How Canada’s Auto Union Lost Its Way

The story of the Canadian union Unifor is the story of a union that started at the vanguard of class struggle, seeing its role as advancing a broad vision of working-class politics — only to turn into a narrow, sectionalist union today.

GM Hit With First Canada Strike in Decades on Nafta Losses

Unifor members hold strike signs outside the General Motors plant in Ingersoll, Ontario, Canada, on September 20, 2017. (James MacDonald / Bloomberg via Getty Images)
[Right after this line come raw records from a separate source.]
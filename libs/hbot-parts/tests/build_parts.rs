//! End-to-end part generation against the stock and mock catalogs.

use hbot_catalog::{
    CatalogError, DimensionRecord, Family, LinearBearing, StandardCatalog,
};
use hbot_csg::to_json;
use hbot_parts::parts::{LinearBearingHolderConfig, XCarriageConfig};
use hbot_parts::{
    build_part, LinearBearingHolder, MachineConfig, PartError, PartKind, XCarriage,
};

#[test]
fn every_part_builds_from_the_stock_machine() {
    let catalog = StandardCatalog::builtin();
    let machine = MachineConfig::default();
    for kind in PartKind::ALL {
        let part = build_part(kind, &catalog, &machine).unwrap();
        let root = part.construction();
        assert!(root.operator().is_some(), "{kind}");
        assert!(root.primitive_count() > 2, "{kind}");
        assert!(!root.bounding_box().is_empty(), "{kind}");
    }
}

#[test]
fn every_part_is_deterministic() {
    let catalog = StandardCatalog::builtin();
    let machine = MachineConfig::default();
    for kind in PartKind::ALL {
        let first = build_part(kind, &catalog, &machine).unwrap();
        let second = build_part(kind, &catalog, &machine).unwrap();
        assert_eq!(
            to_json(first.construction()).unwrap(),
            to_json(second.construction()).unwrap(),
            "{kind}"
        );
    }
}

#[test]
fn x_carriage_twice_gives_equal_scenes() {
    let catalog = StandardCatalog::builtin();
    let config = XCarriageConfig::default();
    let a = XCarriage::new(&catalog, &config).unwrap();
    let b = XCarriage::new(&catalog, &config).unwrap();
    assert_eq!(
        hbot_csg::to_scene(hbot_parts::Part::construction(&a)),
        hbot_csg::to_scene(hbot_parts::Part::construction(&b))
    );
}

#[test]
fn unknown_bearing_fails_before_geometry() {
    let config = LinearBearingHolderConfig {
        linear_bearing: "LM00XX".to_string(),
        ..LinearBearingHolderConfig::default()
    };
    let err = LinearBearingHolder::new(&StandardCatalog::builtin(), &config).unwrap_err();
    match err {
        PartError::Catalog(CatalogError::UnknownSize { family, size }) => {
            assert_eq!(family, Family::LinearBearing);
            assert_eq!(size, "LM00XX");
        }
        other => panic!("unexpected error: {other}"),
    }
}

#[test]
fn holder_from_a_mock_catalog() {
    let catalog = StandardCatalog::empty()
        .with(
            "LM8UU",
            DimensionRecord::LinearBearing(LinearBearing {
                inner_diameter: 8.0,
                outer_diameter: 15.0,
                length: 24.0,
            }),
        )
        .unwrap();
    let holder = LinearBearingHolder::new(&catalog, &LinearBearingHolderConfig::default()).unwrap();
    assert_eq!(holder.length, 31.5);
    assert_eq!(holder.width, 22.5);
    assert_eq!(holder.bearing_center, 13.25);
    assert_eq!(holder.height, 17.0);
}

#[test]
fn machine_without_the_stepper_reports_it() {
    let catalog = StandardCatalog::builtin();
    let machine = MachineConfig {
        stepper: "NEMA99".to_string(),
        ..MachineConfig::default()
    };
    for kind in [PartKind::YRodMount, PartKind::MotorMount, PartKind::DrillTemplate] {
        let err = build_part(kind, &catalog, &machine).err().unwrap();
        assert!(
            matches!(
                err,
                PartError::Catalog(CatalogError::UnknownSize {
                    family: Family::Motor,
                    ..
                })
            ),
            "{kind}"
        );
    }
}

#[test]
fn cramped_rods_are_rejected() {
    let machine = MachineConfig {
        rod_spacing: 5.0,
        ..MachineConfig::default()
    };
    let err = build_part(PartKind::XCarriage, &StandardCatalog::builtin(), &machine)
        .err()
        .unwrap();
    assert!(matches!(err, PartError::InvalidDimension { part: "xcarriage", .. }));
}
//! # Dimension Records
//!
//! Typed, read-only dimension bundles, all lengths in millimetres.
//!
//! A [`DimensionRecord`] wraps exactly one of them and remembers which
//! family it belongs to. Typed accessors on [`crate::Catalog`] unwrap it
//! through the `TryFrom` impls at the bottom of this file.

use serde::{Deserialize, Serialize};

use crate::error::CatalogError;
use crate::family::Family;

/// Radial ball bearing.
#[derive(Debug, Clone, PartialEq, Serialize, Deserialize)]
pub struct Bearing {
    pub inner_diameter: f64,
    pub outer_diameter: f64,
    pub width: f64,
}

/// Linear ball bearing.
#[derive(Debug, Clone, PartialEq, Serialize, Deserialize)]
pub struct LinearBearing {
    /// Rod diameter the bearing rides on.
    pub inner_diameter: f64,
    pub outer_diameter: f64,
    pub length: f64,
}

/// Cap screw.
#[derive(Debug, Clone, PartialEq, Serialize, Deserialize)]
pub struct Screw {
    /// Thread major diameter.
    pub outer_diameter: f64,
    pub head_diameter: f64,
    pub head_height: f64,
}

/// Hex nut or lock nut.
#[derive(Debug, Clone, PartialEq, Serialize, Deserialize)]
pub struct Nut {
    /// Across flats.
    pub width: f64,
    pub height: f64,
    /// Thread major diameter.
    pub diameter: f64,
}

/// Stepper motor with a square face plate.
#[derive(Debug, Clone, PartialEq, Serialize, Deserialize)]
pub struct Stepper {
    /// Face plate edge length.
    pub width: f64,
    /// Body length behind the face plate.
    pub length: f64,
    pub shaft_diameter: f64,
    pub shaft_length: f64,
    /// Centring boss around the shaft.
    pub boss_diameter: f64,
    pub boss_height: f64,
    /// Centre distance between adjacent mounting holes.
    pub hole_spacing: f64,
    /// Screw size name of the mounting holes.
    pub screw_size: String,
}

/// Timing belt.
#[derive(Debug, Clone, PartialEq, Serialize, Deserialize)]
pub struct Belt {
    pub pitch: f64,
    pub width: f64,
    /// Overall thickness including teeth.
    pub thickness: f64,
    pub tooth_height: f64,
}

/// A record of any family.
#[derive(Debug, Clone, PartialEq)]
pub enum DimensionRecord {
    Bearing(Bearing),
    LinearBearing(LinearBearing),
    Screw(Screw),
    Nut(Nut),
    LockNut(Nut),
    Motor(Stepper),
    Belt(Belt),
}

impl DimensionRecord {
    /// Family this record belongs to.
    pub fn family(&self) -> Family {
        match self {
            DimensionRecord::Bearing(_) => Family::Bearing,
            DimensionRecord::LinearBearing(_) => Family::LinearBearing,
            DimensionRecord::Screw(_) => Family::Screw,
            DimensionRecord::Nut(_) => Family::Nut,
            DimensionRecord::LockNut(_) => Family::LockNut,
            DimensionRecord::Motor(_) => Family::Motor,
            DimensionRecord::Belt(_) => Family::Belt,
        }
    }

    /// Named numeric fields of the record.
    pub fn fields(&self) -> Vec<(&'static str, f64)> {
        match self {
            DimensionRecord::Bearing(b) => vec![
                ("inner_diameter", b.inner_diameter),
                ("outer_diameter", b.outer_diameter),
                ("width", b.width),
            ],
            DimensionRecord::LinearBearing(b) => vec![
                ("inner_diameter", b.inner_diameter),
                ("outer_diameter", b.outer_diameter),
                ("length", b.length),
            ],
            DimensionRecord::Screw(s) => vec![
                ("outer_diameter", s.outer_diameter),
                ("head_diameter", s.head_diameter),
                ("head_height", s.head_height),
            ],
            DimensionRecord::Nut(n) | DimensionRecord::LockNut(n) => vec![
                ("width", n.width),
                ("height", n.height),
                ("diameter", n.diameter),
            ],
            DimensionRecord::Motor(m) => vec![
                ("width", m.width),
                ("length", m.length),
                ("shaft_diameter", m.shaft_diameter),
                ("shaft_length", m.shaft_length),
                ("boss_diameter", m.boss_diameter),
                ("boss_height", m.boss_height),
                ("hole_spacing", m.hole_spacing),
            ],
            DimensionRecord::Belt(b) => vec![
                ("pitch", b.pitch),
                ("width", b.width),
                ("thickness", b.thickness),
                ("tooth_height", b.tooth_height),
            ],
        }
    }

    /// Rejects records with a negative or non-finite field.
    pub fn validate(&self, size: &str) -> Result<(), CatalogError> {
        match self.fields().into_iter().find(|(_, v)| !(v.is_finite() && *v >= 0.0)) {
            Some((field, value)) => Err(CatalogError::InvalidRecord {
                family: self.family(),
                size: size.to_string(),
                field,
                value,
            }),
            None => Ok(()),
        }
    }
}

macro_rules! impl_try_from_record {
    ($record:ty, $family:expr, $($variant:ident)|+) => {
        impl TryFrom<DimensionRecord> for $record {
            type Error = CatalogError;

            fn try_from(record: DimensionRecord) -> Result<Self, Self::Error> {
                match record {
                    $(DimensionRecord::$variant(inner) => Ok(inner),)+
                    other => Err(CatalogError::FamilyMismatch {
                        expected: $family,
                        found: other.family(),
                    }),
                }
            }
        }
    };
}

impl_try_from_record!(Bearing, Family::Bearing, Bearing);
impl_try_from_record!(LinearBearing, Family::LinearBearing, LinearBearing);
impl_try_from_record!(Screw, Family::Screw, Screw);
impl_try_from_record!(Nut, Family::Nut, Nut | LockNut);
impl_try_from_record!(Stepper, Family::Motor, Motor);
impl_try_from_record!(Belt, Family::Belt, Belt);
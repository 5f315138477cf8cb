//! # hbot Catalog
//!
//! Dimension tables for the off-the-shelf hardware an H-bot carriage is
//! built around.
//!
//! Part generators never reach for a global table: they receive a
//! `&dyn Catalog` and resolve every size name through it, so a test can hand
//! in a catalog holding nothing but the records it needs.
//!
//! ## Example
//!
//! ```rust
//! use hbot_catalog::{Catalog, StandardCatalog};
//!
//! let catalog = StandardCatalog::builtin();
//! let lm8uu = catalog.linear_bearing("LM8UU").unwrap();
//! assert_eq!(lm8uu.outer_diameter, 15.0);
//! assert!(catalog.linear_bearing("LM00XX").is_err());
//! ```

pub mod error;
pub mod family;
pub mod records;
pub mod standard;

pub use error::{CatalogError, CatalogResult};
pub use family::Family;
pub use records::{Bearing, Belt, DimensionRecord, LinearBearing, Nut, Screw, Stepper};
pub use standard::StandardCatalog;

/// Lookup contract between the part generators and a dimension table.
pub trait Catalog {
    /// Returns the record registered for `size` in `family`.
    ///
    /// ## Errors
    ///
    /// [`CatalogError::UnknownSize`] when `size` is not registered.
    fn lookup(&self, family: Family, size: &str) -> CatalogResult<DimensionRecord>;

    /// Radial ball bearing, e.g. `"623"`.
    fn bearing(&self, size: &str) -> CatalogResult<Bearing> {
        self.lookup(Family::Bearing, size)?.try_into()
    }

    /// Linear ball bearing, e.g. `"LM8UU"`.
    fn linear_bearing(&self, size: &str) -> CatalogResult<LinearBearing> {
        self.lookup(Family::LinearBearing, size)?.try_into()
    }

    /// Cap screw, e.g. `"M3"`.
    fn screw(&self, size: &str) -> CatalogResult<Screw> {
        self.lookup(Family::Screw, size)?.try_into()
    }

    /// Hex nut, e.g. `"M3"`.
    fn nut(&self, size: &str) -> CatalogResult<Nut> {
        self.lookup(Family::Nut, size)?.try_into()
    }

    /// Nylon-insert lock nut, e.g. `"M3"`.
    fn lock_nut(&self, size: &str) -> CatalogResult<Nut> {
        self.lookup(Family::LockNut, size)?.try_into()
    }

    /// Stepper motor, e.g. `"GenericNEMA17"`.
    fn stepper(&self, size: &str) -> CatalogResult<Stepper> {
        self.lookup(Family::Motor, size)?.try_into()
    }

    /// Timing belt, e.g. `"GT2"`.
    fn belt(&self, size: &str) -> CatalogResult<Belt> {
        self.lookup(Family::Belt, size)?.try_into()
    }
}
In the fall of 2023, something unusual happened in the world of labor negotiations: unions representing the Big Three autoworkers in both the United States and Canada negotiated their contracts at the same time. Aside from a contract reopener as part of the 2008 financial crisis and ensuing auto industry bailout, it was the first time since 1999 that this had happened.

Most Jacobin readers likely remember how those negotiations unfolded in the United States. A reenergized United Auto Workers (UAW), led by a militant new president, Shawn Fain, who was backed by a rank-and-file reform movement and elected in the wake of a massive corruption scandal, organized an electrifying “stand-up strike” that grabbed international headlines and won the best contracts US autoworkers had seen in decades.

To less fanfare, negotiations were also taking place north of the border. In Canada, the autoworkers union, known as Unifor, also led by a new president, Lana Payne, who also took office after a corruption scandal led to her predecessor’s resignation, negotiated what by many measures were some of the best Big Three contracts in years.